Apart from some commencement of primary production and exports, especially of cocoa, the consequences of the nation's economic course and, by implication, of SAP, were dire and debilitating. Among them were mass poverty, misery and general social malaise partly epitomised by anti-poverty protests, riots and strikes across the country; acute food shortages; collapse of infrastructure and of businesses, including banks; abandoned capital projects; inability of government to pay workers’ salaries for months on end; and rising crime rate particularly of drug trafficking, armed robbery, and "419" for which Nigeria and Nigerians became notorious internationally and were shunned by many foreign investors and businesses high risks as high-risk. According to a prevailing parlance and terminology of the time, SAP had sapped life out of Nigeria and ordinary Nigerians. And, rather than alleviate these conditions, other aspects of Babangida’s economic policies exacerbated them. Tens of billions of naira realized during the boom occasioned by the 1990 Gulf crises and war cannot be accounted for.
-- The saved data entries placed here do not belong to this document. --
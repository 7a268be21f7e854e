//! tracegraphdb: a persistent graph store for dataflow execution traces.
//!
//! An execution trace is a directed graph: every fired action of the traced
//! program is a [`Step`], and every reason one step had to run before
//! another is a typed [`Dependency`] between them. This crate persists such
//! graphs on disk and serves them back with bounded memory, so traces with
//! hundreds of millions of steps can be built, sorted and queried on an
//! ordinary workstation.
//!
//! # Lifecycle
//!
//! A trace database is built once, from an external trace file, through
//! [`TraceBuilder`]; after [`build`](TraceBuilder::build) the graph topology
//! is frozen. The resulting [`Trace`] supports queries, user-attribute
//! mutation, topological sorting and scheduler-edge maintenance. The
//! [`TraceLoader`] ties the two together: it reopens an existing database
//! when one is present and falls back to a full rebuild through a
//! [`TraceSource`] when it is missing or unreadable.
//!
//! ```no_run
//! use tracegraphdb::{Order, TraceConfig, TraceLoader};
//! # use tracegraphdb::{Result, TraceBuilder, TraceSource};
//! # struct XmlReader;
//! # impl TraceSource for XmlReader {
//! #     fn read_into(&mut self, _: &mut TraceBuilder) -> Result<()> { Ok(()) }
//! # }
//!
//! # fn main() -> tracegraphdb::Result<()> {
//! let mut source = XmlReader;
//! let trace = TraceLoader::load(
//!     std::path::Path::new("app.tracex"),
//!     &TraceConfig::default(),
//!     &mut source,
//! )?;
//!
//! for step in trace.steps(Order::IncreasingTo)? {
//!     println!("{} fires {}", step.actor(), step.action());
//! }
//! trace.close();
//! # Ok(())
//! # }
//! ```
//!
//! # Crates
//!
//! The workspace is layered: `tracegraph-core` holds the value model, codec
//! and error taxonomy; `tracegraph-storage` the graph storage capability and
//! its log-backed implementation; `tracegraph-engine` the builder, reader,
//! iterators and sorter. This facade re-exports the public surface.

#![warn(missing_docs)]

pub mod loader;
pub mod prelude;

pub use loader::{TraceLoader, TraceSource};

pub use tracegraph_core::types::{keys, DependencyKind, Direction, EdgeId, StepId};
pub use tracegraph_core::value::{AttrValue, PropValue};
pub use tracegraph_core::{Error, Result};

pub use tracegraph_engine::{
    db_dir_for, Dependency, Endpoint, Order, Step, StepData, StepIter, Trace, TraceBuilder,
    TraceConfig, TraceMetadata, DB_DIR_NAME, PROPERTIES_FILE,
};
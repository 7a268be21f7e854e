//! Core types for the tracegraph store.
//!
//! This crate defines the fundamental vocabulary shared by every layer:
//! - [`types`]: step/edge identifiers, dependency kinds and directions,
//!   property-key constants
//! - [`value`]: the attribute value model ([`AttrValue`]) and its storage
//!   primitive representation ([`PropValue`])
//! - [`codec`]: the attribute codec mapping between the two
//! - [`error`]: the unified error taxonomy

pub mod codec;
pub mod error;
pub mod types;
pub mod value;

pub use error::{Error, Result};
pub use types::{DependencyKind, Direction, EdgeId, StepId};
pub use value::{AttrValue, PropValue};
//! Attribute value model.
//!
//! Two representations exist side by side:
//!
//! - [`AttrValue`] is what callers see: an explicit tagged union covering
//!   every attribute shape the trace model supports. There is no reflection
//!   and no unchecked downcast; an attribute is exactly one of these
//!   variants.
//! - [`PropValue`] is what the storage layer holds: booleans, integers and
//!   floats as native primitives, strings as text, and everything else as an
//!   opaque blob produced by the codec.
//!
//! Equality on both types is strict: different variants are never equal and
//! floats use IEEE-754 semantics (`NaN != NaN`).

use serde::{Deserialize, Serialize};
use std::collections::BTreeMap;

/// An attribute value attached to a step, a dependency or the trace itself.
#[derive(Debug, Clone, PartialEq, Serialize, Deserialize)]
pub enum AttrValue {
    /// Boolean flag
    Bool(bool),
    /// 64-bit signed integer
    Int(i64),
    /// 64-bit IEEE-754 floating point
    Float(f64),
    /// UTF-8 string
    String(String),
    /// Ordered list of strings (variable name lists)
    StringList(Vec<String>),
    /// String-keyed integer map (port token counts); BTreeMap keeps the
    /// encoded form stable across runs
    StringIntMap(BTreeMap<String, i64>),
    /// Caller-supplied opaque payload with an application type tag
    Blob {
        /// Application-defined type tag
        tag: String,
        /// Raw payload bytes
        bytes: Vec<u8>,
    },
}

impl AttrValue {
    /// Variant name, for logs and error messages.
    pub fn type_name(&self) -> &'static str {
        match self {
            AttrValue::Bool(_) => "Bool",
            AttrValue::Int(_) => "Int",
            AttrValue::Float(_) => "Float",
            AttrValue::String(_) => "String",
            AttrValue::StringList(_) => "StringList",
            AttrValue::StringIntMap(_) => "StringIntMap",
            AttrValue::Blob { .. } => "Blob",
        }
    }

    /// Try to get as bool.
    pub fn as_bool(&self) -> Option<bool> {
        match self {
            AttrValue::Bool(b) => Some(*b),
            _ => None,
        }
    }

    /// Try to get as i64.
    pub fn as_int(&self) -> Option<i64> {
        match self {
            AttrValue::Int(i) => Some(*i),
            _ => None,
        }
    }

    /// Try to get as f64.
    pub fn as_float(&self) -> Option<f64> {
        match self {
            AttrValue::Float(f) => Some(*f),
            _ => None,
        }
    }

    /// Try to get as string slice.
    pub fn as_str(&self) -> Option<&str> {
        match self {
            AttrValue::String(s) => Some(s),
            _ => None,
        }
    }

    /// Try to get as string list.
    pub fn as_string_list(&self) -> Option<&[String]> {
        match self {
            AttrValue::StringList(l) => Some(l),
            _ => None,
        }
    }

    /// Try to get as string -> integer map.
    pub fn as_string_int_map(&self) -> Option<&BTreeMap<String, i64>> {
        match self {
            AttrValue::StringIntMap(m) => Some(m),
            _ => None,
        }
    }
}

impl From<bool> for AttrValue {
    fn from(v: bool) -> Self {
        AttrValue::Bool(v)
    }
}

impl From<i64> for AttrValue {
    fn from(v: i64) -> Self {
        AttrValue::Int(v)
    }
}

impl From<f64> for AttrValue {
    fn from(v: f64) -> Self {
        AttrValue::Float(v)
    }
}

impl From<&str> for AttrValue {
    fn from(v: &str) -> Self {
        AttrValue::String(v.to_string())
    }
}

impl From<String> for AttrValue {
    fn from(v: String) -> Self {
        AttrValue::String(v)
    }
}

/// Storage-primitive representation of a property value.
///
/// This is the only value shape [`GraphStorage`] knows about. Primitives pass
/// through the codec untouched; structured values arrive as [`PropValue::Blob`].
///
/// [`GraphStorage`]: https://docs.rs/tracegraph-storage
#[derive(Debug, Clone, PartialEq, Serialize, Deserialize)]
pub enum PropValue {
    /// Boolean primitive
    Bool(bool),
    /// Integer primitive
    Int(i64),
    /// Float primitive
    Float(f64),
    /// Plain text (structural names: actors, actions, ports, guards)
    Text(String),
    /// Codec-produced blob holding an encoded [`AttrValue`]
    Blob(Vec<u8>),
}

impl PropValue {
    /// Variant name, for logs and error messages.
    pub fn type_name(&self) -> &'static str {
        match self {
            PropValue::Bool(_) => "Bool",
            PropValue::Int(_) => "Int",
            PropValue::Float(_) => "Float",
            PropValue::Text(_) => "Text",
            PropValue::Blob(_) => "Blob",
        }
    }

    /// Try to get as text.
    pub fn as_text(&self) -> Option<&str> {
        match self {
            PropValue::Text(s) => Some(s),
            _ => None,
        }
    }

    /// Try to get as integer.
    pub fn as_int(&self) -> Option<i64> {
        match self {
            PropValue::Int(i) => Some(*i),
            _ => None,
        }
    }

    /// Try to get as bool.
    pub fn as_bool(&self) -> Option<bool> {
        match self {
            PropValue::Bool(b) => Some(*b),
            _ => None,
        }
    }
}
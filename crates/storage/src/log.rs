//! Append-only record log.
//!
//! Every graph mutation is appended here as a length-prefixed bincode frame
//! before it is considered durable. Reopening a store replays the log from
//! the start; a truncated final frame (crash between frames) is tolerated
//! and dropped, which is exactly the coalescer's contract: a crash loses
//! only the uncommitted tail. A frame that fails to decode anywhere else is
//! corruption and fails the open.

use std::fs::{File, OpenOptions};
use std::io::{BufReader, BufWriter, Read, Seek, SeekFrom, Write};
use std::path::Path;

use byteorder::{LittleEndian, ReadBytesExt, WriteBytesExt};
use serde::{Deserialize, Serialize};
use tracing::warn;

use crate::graph::EdgeType;
use tracegraph_core::value::PropValue;
use tracegraph_core::{EdgeId, Error, Result, StepId};

/// One logged graph mutation.
#[derive(Debug, Clone, Serialize, Deserialize, PartialEq)]
pub enum LogRecord {
    /// Node creation with its initial property set
    CreateNode {
        /// Node id
        id: StepId,
        /// Initial properties
        props: Vec<(String, PropValue)>,
    },
    /// Edge creation with its initial property set
    CreateEdge {
        /// Edge id assigned at creation time
        id: EdgeId,
        /// Source node
        source: StepId,
        /// Target node
        target: StepId,
        /// Relationship type
        edge_type: EdgeType,
        /// Initial properties
        props: Vec<(String, PropValue)>,
    },
    /// Edge deletion
    DeleteEdge {
        /// Edge id
        id: EdgeId,
    },
    /// Node property write
    SetNodeProp {
        /// Node id
        id: StepId,
        /// Property key
        key: String,
        /// Property value
        value: PropValue,
    },
    /// Node property removal
    RemoveNodeProp {
        /// Node id
        id: StepId,
        /// Property key
        key: String,
    },
    /// Edge property write
    SetEdgeProp {
        /// Edge id
        id: EdgeId,
        /// Property key
        key: String,
        /// Property value
        value: PropValue,
    },
    /// Edge property removal
    RemoveEdgeProp {
        /// Edge id
        id: EdgeId,
        /// Property key
        key: String,
    },
}

/// Buffered, append-only log writer.
pub struct LogWriter {
    file: BufWriter<File>,
}

impl LogWriter {
    /// Create a fresh log, truncating anything at `path`.
    pub fn create(path: &Path) -> Result<Self> {
        let file = OpenOptions::new()
            .create(true)
            .write(true)
            .truncate(true)
            .open(path)?;
        Ok(Self {
            file: BufWriter::new(file),
        })
    }

    /// Open an existing log for appending after `valid_len` bytes.
    ///
    /// Anything past `valid_len` is a truncated tail from an unclean stop
    /// and is cut off before the writer is positioned.
    pub fn open_append(path: &Path, valid_len: u64) -> Result<Self> {
        let file = OpenOptions::new().write(true).open(path)?;
        file.set_len(valid_len)?;
        let mut file = file;
        file.seek(SeekFrom::End(0))?;
        Ok(Self {
            file: BufWriter::new(file),
        })
    }

    /// Append one record frame.
    pub fn append(&mut self, record: &LogRecord) -> Result<()> {
        let payload = bincode::serialize(record)?;
        self.file.write_u32::<LittleEndian>(payload.len() as u32)?;
        self.file.write_all(&payload)?;
        Ok(())
    }

    /// Flush buffered frames and fsync. This is the durability point.
    pub fn sync(&mut self) -> Result<()> {
        self.file.flush()?;
        self.file.get_ref().sync_all()?;
        Ok(())
    }
}

/// Replay a log from disk.
///
/// Returns the decoded records and the byte length of the valid portion
/// (everything before a truncated final frame, if one exists).
pub fn replay(path: &Path) -> Result<(Vec<LogRecord>, u64)> {
    let file = File::open(path)?;
    let total_len = file.metadata()?.len();
    let mut reader = BufReader::new(file);
    let mut records = Vec::new();
    let mut valid_len: u64 = 0;

    loop {
        let frame_len = match reader.read_u32::<LittleEndian>() {
            Ok(len) => len as usize,
            Err(e) if e.kind() == std::io::ErrorKind::UnexpectedEof => break,
            Err(e) => return Err(e.into()),
        };
        let mut payload = vec![0u8; frame_len];
        match reader.read_exact(&mut payload) {
            Ok(()) => {}
            Err(e) if e.kind() == std::io::ErrorKind::UnexpectedEof => {
                warn!(
                    valid_len,
                    total_len, "truncated frame at log tail, dropping uncommitted mutations"
                );
                break;
            }
            Err(e) => return Err(e.into()),
        }
        let record: LogRecord = bincode::deserialize(&payload).map_err(|e| {
            Error::Storage(format!("corrupt log record at byte {valid_len}: {e}"))
        })?;
        records.push(record);
        valid_len += 4 + frame_len as u64;
    }

    Ok((records, valid_len))
}

#[cfg(test)]
mod tests {
    use super::*;
    use std::fs;

    fn sample_records() -> Vec<LogRecord> {
        vec![
            LogRecord::CreateNode {
                id: 0,
                props: vec![("_tg_actor".into(), PropValue::Text("A".into()))],
            },
            LogRecord::CreateNode { id: 1, props: vec![] },
            LogRecord::CreateEdge {
                id: EdgeId(0),
                source: 0,
                target: 1,
                edge_type: EdgeType::Fsm,
                props: vec![("_tg_tokens".into(), PropValue::Int(3))],
            },
            LogRecord::SetNodeProp {
                id: 1,
                key: "weight".into(),
                value: PropValue::Float(0.5),
            },
            LogRecord::DeleteEdge { id: EdgeId(0) },
        ]
    }

    #[test]
    fn test_write_replay_roundtrip() {
        let dir = tempfile::tempdir().unwrap();
        let path = dir.path().join("graph.log");

        let records = sample_records();
        let mut writer = LogWriter::create(&path).unwrap();
        for r in &records {
            writer.append(r).unwrap();
        }
        writer.sync().unwrap();
        drop(writer);

        let (replayed, valid_len) = replay(&path).unwrap();
        assert_eq!(replayed, records);
        assert_eq!(valid_len, fs::metadata(&path).unwrap().len());
    }

    #[test]
    fn test_truncated_tail_is_dropped() {
        let dir = tempfile::tempdir().unwrap();
        let path = dir.path().join("graph.log");

        let records = sample_records();
        let mut writer = LogWriter::create(&path).unwrap();
        for r in &records {
            writer.append(r).unwrap();
        }
        writer.sync().unwrap();
        drop(writer);

        // Chop the last frame in half.
        let full_len = fs::metadata(&path).unwrap().len();
        let f = OpenOptions::new().write(true).open(&path).unwrap();
        f.set_len(full_len - 3).unwrap();
        drop(f);

        let (replayed, valid_len) = replay(&path).unwrap();
        assert_eq!(replayed.len(), records.len() - 1);
        assert!(valid_len < full_len - 3);

        // Appending after the valid prefix produces a clean log again.
        let mut writer = LogWriter::open_append(&path, valid_len).unwrap();
        writer.append(records.last().unwrap()).unwrap();
        writer.sync().unwrap();
        drop(writer);

        let (replayed, _) = replay(&path).unwrap();
        assert_eq!(replayed, records);
    }

    #[test]
    fn test_empty_log_replays_empty() {
        let dir = tempfile::tempdir().unwrap();
        let path = dir.path().join("graph.log");
        LogWriter::create(&path).unwrap().sync().unwrap();
        let (records, valid_len) = replay(&path).unwrap();
        assert!(records.is_empty());
        assert_eq!(valid_len, 0);
    }
}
Even General Sani Abacha was so disturbed about the missing billions that he had to institute a panel headed by the late notable economist, Professor Pius Okigbo to ascertain the ways and means these monies were expended. The conclusion of the panel was that Babangida and the government he ran for eight years should be held accountable for the corrupt and fraudulent ways the monies were spent. Indeed the panel held that twelve and half billion dollars of oil receipts were improperly and fraudulently dispensed.

The relevant question then is what did Babangida do that is worth $12.5 billion? He claims the third mainland bridge was constructed with receipts from the Gulf windfall. Really? How much was used to construct the bridge? $12.5 billion? Babangida’ stupendous wealth assaults our eyes and senses every day yet a very simple question like how did you come across such wealth is dismissed as the trivial objection of an opponent. Babangida has every right to contest for the Presidency of this country but like every other contender, he must be subjected to critical inquest about his past whether sordid or graceful, present and future. If the media executives he summoned over to his Villa last month to intimate them of his ambition to rule over us acquiesced to sweet lucre as widely speculated and refused to subject him to decisive yet vital examination, it beholds us ordinary folks he aspires to lord over to ask him such simple yet relevant questions.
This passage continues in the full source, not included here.